In my recent Newsweek column, I described the sadness that hit me on Election Day morning when I saw angry groups gesturing angrily to each other as they waved signs for and against the California referendum on same-sex marriage. Since that column appeared, I have seen hundreds of responses to my plea for a civil discussion of the issue, some of them modeling the civility I asked for, and others from folks who continue to wave the signs in anger.
Jake from Chicago is one of the sign-wavers. On his blog he expresses his rage over the fact that Newsweek failed to print his letter criticizing me. Actually, “criticizing” is a weak description in this case. Jake uses two nouns to describe me. I won’t repeat the second one in this space, but here’s a hint: it is a compound noun beginning with “a.” The first is more printable: Jake says I am a “solipsist.”

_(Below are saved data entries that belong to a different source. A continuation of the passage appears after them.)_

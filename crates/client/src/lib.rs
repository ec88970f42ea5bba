//! `jury-client`
//!
//! **Responsibility:** Terminal client of the jury evaluation backend.
//!
//! This crate provides:
//! - The session store (token persistence + decoded identity)
//! - A typed API client passing the session token as bearer credential
//! - Route resolution through the role guard
//! - One view-model per page screen, and the `jury` command line on top
//!
//! The client is a **thin shell** around the backend: it owns no data and
//! retries nothing.

pub mod api;
pub mod app;
pub mod cli;
pub mod config;
pub mod forms;
pub mod notify;
pub mod render;
pub mod routes;
pub mod screens;
pub mod session;
pub mod storage;
pub mod types;

pub use api::{ApiClient, ApiError};
pub use app::{App, AppError};
pub use config::{ClientConfig, ConfigError};
pub use forms::FormError;
pub use notify::{Notification, Severity};
pub use routes::{Navigation, Route};
pub use session::{Session, SessionStore};
pub use storage::{FileTokenStorage, MemoryTokenStorage, StorageError, TokenStorage};
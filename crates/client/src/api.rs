//! Typed client for the evaluation backend.
//!
//! A direct passthrough: the session token is attached as bearer credential,
//! responses are deserialised into the types of [`crate::types`], and any
//! non-success status is surfaced with the backend's own message. No retry,
//! no caching, no batching.

use reqwest::{Method, RequestBuilder, Response};
use serde::Serialize;
use serde::de::DeserializeOwned;
use serde_json::Value;
use thiserror::Error;

use jury_core::{CandidateId, CategoryId, CriterionId, UserId};

use crate::config::ClientConfig;
use crate::session::SessionStore;
use crate::types::{
    Candidate, CandidateSummary, Category, CriteriaScoreInput, Criterion, FinalScore, JuryMember,
    JuryScore, LoginResponse, MessageResponse, NewCandidate, NewCategory, NewCriterion, NewUser,
    User,
};

#[derive(Debug, Error, Clone, PartialEq, Eq)]
pub enum ApiError {
    #[error("http client setup failed: {0}")]
    Setup(String),

    #[error("network error: {0}")]
    Network(String),

    /// Non-success status. `detail` is the backend's own message, when the
    /// error body carried one.
    #[error("{}", backend_message(.status, .detail))]
    Backend { status: u16, detail: Option<String> },

    #[error("unexpected response payload: {0}")]
    Decode(String),
}

impl ApiError {
    pub fn status(&self) -> Option<u16> {
        match self {
            ApiError::Backend { status, .. } => Some(*status),
            _ => None,
        }
    }

    /// The message the backend put in its error body, if any.
    pub fn backend_detail(&self) -> Option<&str> {
        match self {
            ApiError::Backend { detail, .. } => detail.as_deref(),
            _ => None,
        }
    }

    pub fn is_unauthorized(&self) -> bool {
        self.status() == Some(401)
    }
}

fn backend_message(status: &u16, detail: &Option<String>) -> String {
    match detail {
        Some(detail) => detail.clone(),
        None => format!("request failed with status {status}"),
    }
}

/// Pull a human-readable message out of an error body.
///
/// Understands `{"detail": "..."}`, the validation shape
/// `{"detail": [{"msg": "..."}, ...]}` and `{"message": "..."}`.
pub fn extract_detail(body: &str) -> Option<String> {
    let value: Value = serde_json::from_str(body).ok()?;

    match value.get("detail") {
        Some(Value::String(s)) if !s.trim().is_empty() => return Some(s.clone()),
        Some(Value::Array(items)) => {
            let msgs: Vec<&str> = items
                .iter()
                .filter_map(|item| item.get("msg").and_then(Value::as_str))
                .collect();
            if !msgs.is_empty() {
                return Some(msgs.join("; "));
            }
        }
        _ => {}
    }

    value
        .get("message")
        .and_then(Value::as_str)
        .filter(|s| !s.trim().is_empty())
        .map(str::to_string)
}

/// Client for the evaluation REST API.
#[derive(Debug, Clone)]
pub struct ApiClient {
    http: reqwest::Client,
    base_url: String,
    session: SessionStore,
}

impl ApiClient {
    pub fn new(config: &ClientConfig, session: SessionStore) -> Result<Self, ApiError> {
        let http = reqwest::Client::builder()
            .timeout(config.timeout)
            .build()
            .map_err(|e| ApiError::Setup(e.to_string()))?;

        Ok(Self {
            http,
            base_url: config.api_url.clone(),
            session,
        })
    }

    /// Client with default transport settings against `base_url`.
    pub fn with_base_url(base_url: impl Into<String>, session: SessionStore) -> Self {
        Self {
            http: reqwest::Client::new(),
            base_url: base_url.into().trim_end_matches('/').to_string(),
            session,
        }
    }

    pub fn session(&self) -> &SessionStore {
        &self.session
    }

    // -------------------------
    // Auth
    // -------------------------

    /// Exchange credentials for an access token (form-encoded, no bearer).
    ///
    /// This does not touch the session; callers hand the token to
    /// [`SessionStore::login`].
    pub async fn login(&self, email: &str, password: &str) -> Result<LoginResponse, ApiError> {
        let req = self
            .http
            .post(self.url("/auth/login"))
            .form(&[("username", email), ("password", password)]);
        let resp = self.dispatch(Method::POST, "/auth/login", req).await?;
        decode(resp).await
    }

    // -------------------------
    // Candidates
    // -------------------------

    pub async fn list_candidates(&self) -> Result<Vec<Candidate>, ApiError> {
        self.get("/candidats/").await
    }

    pub async fn create_candidate(&self, candidate: &NewCandidate) -> Result<Candidate, ApiError> {
        self.post("/candidats/", candidate).await
    }

    pub async fn delete_candidate(&self, id: CandidateId) -> Result<(), ApiError> {
        self.delete(&format!("/candidats/{id}")).await
    }

    // -------------------------
    // Categories
    // -------------------------

    pub async fn list_categories(&self) -> Result<Vec<Category>, ApiError> {
        self.get("/categories/").await
    }

    pub async fn create_category(&self, category: &NewCategory) -> Result<Category, ApiError> {
        self.post("/categories/", category).await
    }

    pub async fn delete_category(&self, id: CategoryId) -> Result<(), ApiError> {
        self.delete(&format!("/categories/{id}")).await
    }

    pub async fn category_candidates(
        &self,
        category: CategoryId,
    ) -> Result<Vec<CandidateSummary>, ApiError> {
        self.get(&format!("/categories/{category}/candidats")).await
    }

    pub async fn category_juries(&self, category: CategoryId) -> Result<Vec<JuryMember>, ApiError> {
        self.get(&format!("/categories/{category}/jurys")).await
    }

    pub async fn add_candidate_to_category(
        &self,
        category: CategoryId,
        candidate: CandidateId,
    ) -> Result<MessageResponse, ApiError> {
        self.send_ack(Method::POST, &format!("/categories/{category}/add_candidat/{candidate}"))
            .await
    }

    pub async fn add_jury_to_category(
        &self,
        category: CategoryId,
        jury: UserId,
    ) -> Result<MessageResponse, ApiError> {
        self.send_ack(Method::POST, &format!("/categories/{category}/add_jury/{jury}"))
            .await
    }

    pub async fn remove_candidate_from_category(
        &self,
        category: CategoryId,
        candidate: CandidateId,
    ) -> Result<MessageResponse, ApiError> {
        self.send_ack(
            Method::DELETE,
            &format!("/categories/{category}/remove_candidat/{candidate}"),
        )
        .await
    }

    pub async fn remove_jury_from_category(
        &self,
        category: CategoryId,
        jury: UserId,
    ) -> Result<MessageResponse, ApiError> {
        self.send_ack(Method::DELETE, &format!("/categories/{category}/remove_jury/{jury}"))
            .await
    }

    // -------------------------
    // Criteria
    // -------------------------

    pub async fn criteria_by_category(
        &self,
        category: CategoryId,
    ) -> Result<Vec<Criterion>, ApiError> {
        self.get(&format!("/criteres/by_category/{category}")).await
    }

    pub async fn create_criterion(&self, criterion: &NewCriterion) -> Result<Criterion, ApiError> {
        self.post("/criteres/", criterion).await
    }

    pub async fn delete_criterion(&self, id: CriterionId) -> Result<(), ApiError> {
        self.delete(&format!("/criteres/{id}")).await
    }

    // -------------------------
    // Users
    // -------------------------

    pub async fn list_users(&self) -> Result<Vec<User>, ApiError> {
        self.get("/users/").await
    }

    pub async fn create_user(&self, user: &NewUser) -> Result<User, ApiError> {
        self.post("/users/", user).await
    }

    pub async fn delete_user(&self, id: UserId) -> Result<(), ApiError> {
        self.delete(&format!("/users/{id}")).await
    }

    // -------------------------
    // Scores
    // -------------------------

    /// Create or update one jury member's note on one criterion.
    pub async fn submit_criteria_score(
        &self,
        score: &CriteriaScoreInput,
    ) -> Result<MessageResponse, ApiError> {
        self.post("/scores/criteria-score", score).await
    }

    pub async fn jury_scores(
        &self,
        candidate: CandidateId,
        category: CategoryId,
    ) -> Result<Vec<JuryScore>, ApiError> {
        self.get(&format!("/scores/jury-scores/{candidate}/{category}"))
            .await
    }

    pub async fn final_scores(&self, category: CategoryId) -> Result<Vec<FinalScore>, ApiError> {
        self.get(&format!("/scores/final_scores/{category}")).await
    }

    // -------------------------
    // Plumbing
    // -------------------------

    fn url(&self, path: &str) -> String {
        format!("{}{}", self.base_url, path)
    }

    /// Build a request with the current session token attached.
    fn request(&self, method: Method, path: &str) -> RequestBuilder {
        let req = self.http.request(method, self.url(path));
        match self.session.token() {
            Some(token) => req.bearer_auth(token),
            None => req,
        }
    }

    async fn dispatch(
        &self,
        method: Method,
        path: &str,
        req: RequestBuilder,
    ) -> Result<Response, ApiError> {
        tracing::debug!(%method, path, "api request");

        let resp = req.send().await.map_err(|e| {
            tracing::warn!(%method, path, error = %e, "api request failed to complete");
            ApiError::Network(e.to_string())
        })?;

        let status = resp.status();
        if status.is_success() {
            return Ok(resp);
        }

        let body = resp.text().await.unwrap_or_default();
        let detail = extract_detail(&body);
        tracing::warn!(%method, path, status = status.as_u16(), detail = ?detail, "api request rejected");

        Err(ApiError::Backend {
            status: status.as_u16(),
            detail,
        })
    }

    async fn get<T: DeserializeOwned>(&self, path: &str) -> Result<T, ApiError> {
        let req = self.request(Method::GET, path);
        let resp = self.dispatch(Method::GET, path, req).await?;
        decode(resp).await
    }

    async fn post<B, T>(&self, path: &str, body: &B) -> Result<T, ApiError>
    where
        B: Serialize + ?Sized,
        T: DeserializeOwned,
    {
        let req = self.request(Method::POST, path).json(body);
        let resp = self.dispatch(Method::POST, path, req).await?;
        decode(resp).await
    }

    /// Body-less call answered by an optional `{ "message": ... }`.
    async fn send_ack(&self, method: Method, path: &str) -> Result<MessageResponse, ApiError> {
        let req = self.request(method.clone(), path);
        let resp = self.dispatch(method, path, req).await?;
        decode_optional(resp).await
    }

    async fn delete(&self, path: &str) -> Result<(), ApiError> {
        let req = self.request(Method::DELETE, path);
        self.dispatch(Method::DELETE, path, req).await?;
        Ok(())
    }
}

async fn decode<T: DeserializeOwned>(resp: Response) -> Result<T, ApiError> {
    let bytes = resp
        .bytes()
        .await
        .map_err(|e| ApiError::Network(e.to_string()))?;

    serde_json::from_slice(&bytes).map_err(|e| {
        tracing::warn!(error = %e, "api response did not match the expected schema");
        ApiError::Decode(e.to_string())
    })
}

async fn decode_optional(resp: Response) -> Result<MessageResponse, ApiError> {
    let bytes = resp
        .bytes()
        .await
        .map_err(|e| ApiError::Network(e.to_string()))?;

    if bytes.iter().all(u8::is_ascii_whitespace) {
        return Ok(MessageResponse {
            message: String::new(),
        });
    }

    serde_json::from_slice(&bytes).map_err(|e| ApiError::Decode(e.to_string()))
}

#[cfg(test)]
mod tests {
    use super::*;

    #[test]
    fn extracts_string_detail() {
        assert_eq!(
            extract_detail(r#"{"detail":"note invalide"}"#).as_deref(),
            Some("note invalide")
        );
    }

    #[test]
    fn joins_validation_messages() {
        let body = r#"{"detail":[{"loc":["body","email"],"msg":"value is not a valid email address"},{"msg":"field required"}]}"#;
        assert_eq!(
            extract_detail(body).as_deref(),
            Some("value is not a valid email address; field required")
        );
    }

    #[test]
    fn falls_back_to_message_then_nothing() {
        assert_eq!(
            extract_detail(r#"{"message":"boom"}"#).as_deref(),
            Some("boom")
        );
        assert_eq!(extract_detail(r#"{"detail":""}"#), None);
        assert_eq!(extract_detail("<html>502</html>"), None);
        assert_eq!(extract_detail(""), None);
    }

    #[test]
    fn backend_error_displays_detail_or_generic_text() {
        let with_detail = ApiError::Backend {
            status: 400,
            detail: Some("Email déjà utilisé".to_string()),
        };
        assert_eq!(with_detail.to_string(), "Email déjà utilisé");

        let without = ApiError::Backend {
            status: 500,
            detail: None,
        };
        assert_eq!(without.to_string(), "request failed with status 500");
        assert_eq!(without.backend_detail(), None);
    }
}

At first I wondered how Jake knew enough about me to describe me in such specific terms. Then it occurred to me that there was a Jake that I knew in high school in New Jersey who also liked to refer to me with the “a” word. The Jake who is presently quite angry with me is from Chicago, but we all move around a lot these days. Anyway, if it is the same Jake, I take some delight in discovering that he has expanded his vocabulary. The kid I knew in New Jersey would not have been voted “Most Likely to Discover What ‘Solipsist’ Means.”
For those who may not be as versed in philosophical terminology as the present Jake, a solipsist is someone who believes that he or she is the only person that exists—everyone else is a figment of the solipsist’s imagination. One of my favorite philosophical jokes was told by Bertrand Russell, who had mentioned in a BBC interview that sometimes he was tempted to endorse solipsism. A woman wrote to Russell and told him that she was pleased to hear about his attraction to that perspective. She was a convinced solipsist, she said, and was comforted to know that there might be another one around!
In his anger toward me, Jake has actually stumbled on an important social problem. As a metaphysical theory, solipsism is not very plausible. But many of us do fall into a pattern on occasion of a kind of functional solipsism. We act like we are the only ones who have genuine experiences, and we treat others as less than real persons. That was the problem I was trying to address in my column. On both sides of the current angry exchanges over same-sex marriage, there are real people with genuine hopes and fears. It would be a good beginning in working for the common good if we could at least hear each other in talking together about our concerns. The responses to my Newsweek column have convinced me even more that such a conversation is extremely difficult. I for one, however, will struggle against the temptation to retreat into a functional solipsism on the subject. And if Jake is willing to talk calmly, I will even ignore his previous use of the “a” word!